The systems and methods disclosed herein relate to document clustering systems and in particular to automated document clustering systems.
Currently, there are a variety of systems that allow a user to cluster documents for processing. Document clustering is useful for sorting common documents. For example, clustering can be used to sort invoices that are received from multiple vendors. Ideally, a user would like to have a clustering system be able to sort documents with 100% accuracy without any user intervention. However, current systems fall short of this goal. This is due to various factors, such as poor document quality, shortcomings in clustering algorithms, incorrect template identification, lack of complete automation, and the like.

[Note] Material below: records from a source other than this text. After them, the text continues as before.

//! kvconf Common - Shared error types, error codes and constants
//!
//! This crate provides the foundational types used across all kvconf crates:
//! - `KvconfError`: the error taxonomy returned by the core
//! - `ErrorCode`: stable numeric codes for API responses
//! - Common constants (header names, key-space roots)

pub mod error;

// Re-exports for convenience
pub use error::{ErrorCode, KvconfError, Result};

/// Request header carrying the client idempotency token
pub const IDEMPOTENCY_KEY_HEADER: &str = "x-idempotency-key";

/// Key-space root of all configurations
pub const CONFIGS_ROOT: &str = "configs";

/// Key-space root of all groups
pub const GROUPS_ROOT: &str = "groups";

/// Path separator used inside backend keys
pub const KEY_SEPARATOR: char = '/';
//! Test helpers for code built on top of [`KvBackend`].
//!
//! Feature-gated behind `testutil`. Downstream crates enable it in their
//! dev-dependencies:
//!
//! ```toml
//! [dev-dependencies]
//! kvconf-store = { workspace = true, features = ["testutil"] }
//! ```

use std::sync::atomic::{AtomicBool, AtomicU32, AtomicU64, Ordering};
use std::time::Duration;

use async_trait::async_trait;
use bytes::Bytes;

use crate::backend::{KvBackend, KvEntry};
use crate::error::{StoreError, StoreResult};
use crate::memory::MemoryKvBackend;

/// Operation kinds that can be made to fail
#[derive(Debug, Clone, Copy, PartialEq, Eq)]
pub enum FaultOp {
    Put,
    Get,
    List,
    /// Covers both single-key and subtree deletes
    DeleteTree,
    CompareAndSet,
}

/// Wraps a [`MemoryKvBackend`] and injects failures, latency and lost CAS races.
#[derive(Default)]
pub struct FaultInjectingBackend {
    inner: MemoryKvBackend,
    fail_put: AtomicBool,
    fail_get: AtomicBool,
    fail_list: AtomicBool,
    fail_delete_tree: AtomicBool,
    fail_cas: AtomicBool,
    /// Number of upcoming cas calls that report a lost race
    cas_conflicts: AtomicU32,
    /// Latency added to every call, in milliseconds
    delay_ms: AtomicU64,
}

impl FaultInjectingBackend {
    pub fn new() -> Self {
        Self::default()
    }

    /// Shared handle to the wrapped store, for seeding and inspection
    pub fn inner(&self) -> &MemoryKvBackend {
        &self.inner
    }

    pub fn set_failing(&self, op: FaultOp, failing: bool) {
        let flag = match op {
            FaultOp::Put => &self.fail_put,
            FaultOp::Get => &self.fail_get,
            FaultOp::List => &self.fail_list,
            FaultOp::DeleteTree => &self.fail_delete_tree,
            FaultOp::CompareAndSet => &self.fail_cas,
        };
        flag.store(failing, Ordering::SeqCst);
    }

    /// Make the next `count` compare-and-set calls return `false` without writing
    pub fn lose_next_cas(&self, count: u32) {
        self.cas_conflicts.store(count, Ordering::SeqCst);
    }

    pub fn set_delay(&self, delay: Duration) {
        self.delay_ms
            .store(delay.as_millis() as u64, Ordering::SeqCst);
    }

    async fn enter(&self, flag: &AtomicBool, op: &str) -> StoreResult<()> {
        let delay = self.delay_ms.load(Ordering::SeqCst);
        if delay > 0 {
            tokio::time::sleep(Duration::from_millis(delay)).await;
        }
        if flag.load(Ordering::SeqCst) {
            return Err(StoreError::Connection(format!("injected {} failure", op)));
        }
        Ok(())
    }
}

#[async_trait]
impl KvBackend for FaultInjectingBackend {
    async fn put(&self, key: &str, value: Bytes) -> StoreResult<()> {
        self.enter(&self.fail_put, "put").await?;
        self.inner.put(key, value).await
    }

    async fn get(&self, key: &str) -> StoreResult<Option<KvEntry>> {
        self.enter(&self.fail_get, "get").await?;
        self.inner.get(key).await
    }

    async fn list(&self, prefix: &str) -> StoreResult<Vec<KvEntry>> {
        self.enter(&self.fail_list, "list").await?;
        self.inner.list(prefix).await
    }

    async fn delete(&self, key: &str) -> StoreResult<bool> {
        self.enter(&self.fail_delete_tree, "delete").await?;
        self.inner.delete(key).await
    }

    async fn delete_tree(&self, prefix: &str) -> StoreResult<u64> {
        self.enter(&self.fail_delete_tree, "delete_tree").await?;
        self.inner.delete_tree(prefix).await
    }

    async fn compare_and_set(
        &self,
        key: &str,
        value: Bytes,
        modify_index: u64,
    ) -> StoreResult<bool> {
        self.enter(&self.fail_cas, "compare_and_set").await?;
        let lost = self
            .cas_conflicts
            .fetch_update(Ordering::SeqCst, Ordering::SeqCst, |n| n.checked_sub(1))
            .is_ok();
        if lost {
            return Ok(false);
        }
        self.inner.compare_and_set(key, value, modify_index).await
    }

    async fn health_check(&self) -> StoreResult<()> {
        self.enter(&self.fail_get, "health_check").await
    }

    fn name(&self) -> &'static str {
        "fault-injecting"
    }
}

A common document clustering algorithm is the k-means clustering algorithm. The k-means algorithm requires that a user define a template document that is used for clustering. In addition, the user typically has to choose a number of clusters. The system will then cluster a number of documents into the defined number of clusters. However, problems can arise when using k-means clustering. For instance, if the user selects a template document that has been scanned using a low scanning resolution and contains multiple scanning errors; this can result in the k-means algorithm incorrectly clustering documents. Moreover, because the user has to define a number of clusters, the k-means algorithm may incorrectly sort the documents because the number of clusters was defined incorrectly. These types of errors can cause multiple iterations of the process and increased manual intervention. What is needed is a method for clustering documents that overcomes the current problems in clustering systems.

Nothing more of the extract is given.